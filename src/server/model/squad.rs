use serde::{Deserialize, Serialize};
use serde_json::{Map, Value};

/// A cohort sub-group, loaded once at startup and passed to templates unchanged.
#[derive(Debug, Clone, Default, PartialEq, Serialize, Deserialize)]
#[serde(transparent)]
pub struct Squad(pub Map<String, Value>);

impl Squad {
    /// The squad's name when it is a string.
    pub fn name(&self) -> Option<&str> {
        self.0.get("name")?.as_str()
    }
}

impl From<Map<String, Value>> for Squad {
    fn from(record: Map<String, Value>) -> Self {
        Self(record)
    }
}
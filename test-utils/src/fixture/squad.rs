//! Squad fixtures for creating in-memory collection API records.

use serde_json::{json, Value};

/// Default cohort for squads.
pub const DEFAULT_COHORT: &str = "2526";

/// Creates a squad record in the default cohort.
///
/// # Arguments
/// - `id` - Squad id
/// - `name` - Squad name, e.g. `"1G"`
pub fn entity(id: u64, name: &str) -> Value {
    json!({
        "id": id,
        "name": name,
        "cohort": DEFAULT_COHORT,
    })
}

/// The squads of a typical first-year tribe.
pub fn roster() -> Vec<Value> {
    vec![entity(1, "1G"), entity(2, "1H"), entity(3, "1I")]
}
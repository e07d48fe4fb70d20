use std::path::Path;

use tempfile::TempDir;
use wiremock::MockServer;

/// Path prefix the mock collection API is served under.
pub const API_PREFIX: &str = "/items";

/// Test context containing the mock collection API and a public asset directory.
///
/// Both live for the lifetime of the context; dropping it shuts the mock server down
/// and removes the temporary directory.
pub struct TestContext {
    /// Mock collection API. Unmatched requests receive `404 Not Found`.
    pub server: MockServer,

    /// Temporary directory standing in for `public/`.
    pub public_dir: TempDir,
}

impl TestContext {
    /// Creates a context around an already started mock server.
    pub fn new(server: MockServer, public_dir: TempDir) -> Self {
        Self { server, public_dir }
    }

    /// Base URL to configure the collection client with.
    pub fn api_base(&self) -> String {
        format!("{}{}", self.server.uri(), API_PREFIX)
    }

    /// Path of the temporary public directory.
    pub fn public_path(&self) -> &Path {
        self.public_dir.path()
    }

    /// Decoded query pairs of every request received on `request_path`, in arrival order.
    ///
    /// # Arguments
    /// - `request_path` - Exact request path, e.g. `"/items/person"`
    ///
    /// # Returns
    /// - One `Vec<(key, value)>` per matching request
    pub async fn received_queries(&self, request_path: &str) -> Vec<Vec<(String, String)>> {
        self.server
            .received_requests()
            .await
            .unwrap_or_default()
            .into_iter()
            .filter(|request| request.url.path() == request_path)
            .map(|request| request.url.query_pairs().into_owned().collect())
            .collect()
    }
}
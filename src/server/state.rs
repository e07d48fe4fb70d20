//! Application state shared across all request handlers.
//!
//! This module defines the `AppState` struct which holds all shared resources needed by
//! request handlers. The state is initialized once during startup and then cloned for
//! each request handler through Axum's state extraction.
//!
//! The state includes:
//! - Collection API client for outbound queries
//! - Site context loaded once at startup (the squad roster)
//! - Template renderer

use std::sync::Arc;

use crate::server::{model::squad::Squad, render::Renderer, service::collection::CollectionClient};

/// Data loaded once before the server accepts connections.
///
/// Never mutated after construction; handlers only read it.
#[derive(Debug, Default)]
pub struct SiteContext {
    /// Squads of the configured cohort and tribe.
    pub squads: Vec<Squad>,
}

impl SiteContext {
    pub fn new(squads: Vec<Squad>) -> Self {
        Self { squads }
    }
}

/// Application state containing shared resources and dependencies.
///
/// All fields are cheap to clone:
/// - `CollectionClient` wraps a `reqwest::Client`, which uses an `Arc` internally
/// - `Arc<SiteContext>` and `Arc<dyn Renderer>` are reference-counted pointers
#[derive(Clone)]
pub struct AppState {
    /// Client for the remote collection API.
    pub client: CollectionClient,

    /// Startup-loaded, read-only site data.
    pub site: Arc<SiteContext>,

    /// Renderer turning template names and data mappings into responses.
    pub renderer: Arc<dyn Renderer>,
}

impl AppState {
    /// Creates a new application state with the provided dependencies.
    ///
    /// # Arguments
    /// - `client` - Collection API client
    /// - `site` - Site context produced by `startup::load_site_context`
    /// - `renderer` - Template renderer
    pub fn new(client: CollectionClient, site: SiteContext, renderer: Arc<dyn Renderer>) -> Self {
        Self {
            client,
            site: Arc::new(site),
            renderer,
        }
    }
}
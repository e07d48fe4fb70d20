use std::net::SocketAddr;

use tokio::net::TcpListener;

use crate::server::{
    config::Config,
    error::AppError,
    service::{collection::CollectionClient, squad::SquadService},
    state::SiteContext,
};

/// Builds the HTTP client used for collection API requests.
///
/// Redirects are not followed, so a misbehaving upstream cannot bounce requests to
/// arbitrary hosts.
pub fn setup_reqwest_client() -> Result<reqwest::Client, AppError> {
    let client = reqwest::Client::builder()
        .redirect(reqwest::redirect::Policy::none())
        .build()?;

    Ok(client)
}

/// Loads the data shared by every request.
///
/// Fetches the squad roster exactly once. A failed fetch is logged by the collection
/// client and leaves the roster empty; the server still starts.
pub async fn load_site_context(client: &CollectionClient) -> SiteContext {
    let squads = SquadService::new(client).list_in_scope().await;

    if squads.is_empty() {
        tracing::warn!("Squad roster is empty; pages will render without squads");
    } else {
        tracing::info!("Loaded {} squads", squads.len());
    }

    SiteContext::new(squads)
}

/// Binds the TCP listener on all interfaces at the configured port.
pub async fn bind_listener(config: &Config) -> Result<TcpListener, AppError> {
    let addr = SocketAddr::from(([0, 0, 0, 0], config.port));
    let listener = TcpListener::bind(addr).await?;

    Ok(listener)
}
********************
Work instruction: Would you report every line of the entries above containing the word "which"?

Solution to this problem:
//! This module defines the `AppState` struct which holds all shared resources needed by
/// - `CollectionClient` wraps a `reqwest::Client`, which uses an `Arc` internally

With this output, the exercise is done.